#### PROBLEM STATEMENT:
Output nothing but the lines from the first line of the entries to the line with "pub fn is_empty(&self)", inclusive, exactly as they read.

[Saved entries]
impl CrashStore {
    pub fn new(dir: impl Into<PathBuf>) -> Result<Self, CrashStoreError> {
        let dir = dir.into();
        fs::create_dir_all(&dir).map_err(|source| CrashStoreError::CreateDir {
            path: dir.clone(),
            source,
        })?;
        Ok(Self {
            dir,
            seen: HashSet::new(),
        })
    }

    /// Registers `report` and, on first sight of its fingerprint, writes
    /// `crash_<fp>.input` and `crash_<fp>.txt`.
    ///
    /// Returns `Ok(true)` for a new crash and `Ok(false)` for a duplicate. A
    /// write failure is only possible for a new crash; the fingerprint stays
    /// registered so the artifact is not retried on every later occurrence.
    pub fn record(&mut self, report: &CrashReport) -> Result<bool, CrashStoreError> {
        let fingerprint = report.fingerprint();
        if !self.seen.insert(fingerprint.clone()) {
            debug!("Duplicate crash {fingerprint} dropped");
            return Ok(false);
        }

        let base_name = format!("crash_{fingerprint}");
        let input_path = self.dir.join(format!("{base_name}.input"));
        let info_path = self.dir.join(format!("{base_name}.txt"));
        write_artifact(&input_path, &report.input)?;
        write_artifact(&info_path, report.render().as_bytes())?;

        let short_message: String = report.message.chars().take(80).collect();
        warn!(
            "New crash found: {fingerprint} (type: {}, error: {short_message})",
            report.category
        );
        Ok(true)
    }

    /// [`CrashStore::record`] for callers that only need to count: returns
    /// `true` when the crash is new. A write failure is logged and still
    /// counts, since the fingerprint was registered.
    pub fn register(&mut self, report: &CrashReport) -> bool {
        match self.record(report) {
            Ok(is_new) => is_new,
            Err(e) => {
                error!("Failed to save crash {}: {e}", report.fingerprint());
                true
            }
        }
    }

    pub fn contains(&self, fingerprint: &str) -> bool {
        self.seen.contains(fingerprint)
    }

    /// Unique crashes registered so far.
    pub fn len(&self) -> usize {
        self.seen.len()
    }

    pub fn is_empty(&self) -> bool {
        self.seen.is_empty()
    }

    pub fn dir(&self) -> &Path {
        &self.dir
    }
}

fn write_artifact(path: &Path, contents: &[u8]) -> Result<(), CrashStoreError> {
    fs::write(path, contents).map_err(|source| CrashStoreError::Write {
        path: path.to_path_buf(),
        source,
    })
}

/// A classifier bound to a crash store: classify one call, then dedup and persist.
#[derive(Debug)]
pub struct CrashMonitor {
    pub classifier: Classifier,
    pub store: CrashStore,
}

impl CrashMonitor {
    pub fn new(
        timeout: Duration,
        crash_dir: impl Into<PathBuf>,
    ) -> Result<Self, CrashStoreError> {
        Ok(Self {
            classifier: Classifier::new(timeout),
            store: CrashStore::new(crash_dir)?,
        })
    }

    /// Runs `candidate` once. The returned report is present for every crash,
    /// duplicates included; only first sightings reach the crash directory.
    pub fn execute<E>(
        &mut self,
        executor: &mut E,
        candidate: &[u8],
    ) -> (Option<ExecutionOutcome>, Option<CrashReport>)
    where
        E: Executor + ?Sized,
    {
        let observation = self.classifier.run(executor, candidate);
        if let Some(report) = &observation.crash {
            self.store.register(report);
        }
        (observation.outcome, observation.crash)
    }
}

#### YOUR RESPONSE:
impl CrashStore {
    pub fn new(dir: impl Into<PathBuf>) -> Result<Self, CrashStoreError> {
        let dir = dir.into();
        fs::create_dir_all(&dir).map_err(|source| CrashStoreError::CreateDir {
            path: dir.clone(),
            source,
        })?;
        Ok(Self {
            dir,
            seen: HashSet::new(),
        })
    }

    /// Registers `report` and, on first sight of its fingerprint, writes
    /// `crash_<fp>.input` and `crash_<fp>.txt`.
    ///
    /// Returns `Ok(true)` for a new crash and `Ok(false)` for a duplicate. A
    /// write failure is only possible for a new crash; the fingerprint stays
    /// registered so the artifact is not retried on every later occurrence.
    pub fn record(&mut self, report: &CrashReport) -> Result<bool, CrashStoreError> {
        let fingerprint = report.fingerprint();
        if !self.seen.insert(fingerprint.clone()) {
            debug!("Duplicate crash {fingerprint} dropped");
            return Ok(false);
        }

        let base_name = format!("crash_{fingerprint}");
        let input_path = self.dir.join(format!("{base_name}.input"));
        let info_path = self.dir.join(format!("{base_name}.txt"));
        write_artifact(&input_path, &report.input)?;
        write_artifact(&info_path, report.render().as_bytes())?;

        let short_message: String = report.message.chars().take(80).collect();
        warn!(
            "New crash found: {fingerprint} (type: {}, error: {short_message})",
            report.category
        );
        Ok(true)
    }

    /// [`CrashStore::record`] for callers that only need to count: returns
    /// `true` when the crash is new. A write failure is logged and still
    /// counts, since the fingerprint was registered.
    pub fn register(&mut self, report: &CrashReport) -> bool {
        match self.record(report) {
            Ok(is_new) => is_new,
            Err(e) => {
                error!("Failed to save crash {}: {e}", report.fingerprint());
                true
            }
        }
    }

    pub fn contains(&self, fingerprint: &str) -> bool {
        self.seen.contains(fingerprint)
    }

    /// Unique crashes registered so far.
    pub fn len(&self) -> usize {
        self.seen.len()
    }

    pub fn is_empty(&self) -> bool {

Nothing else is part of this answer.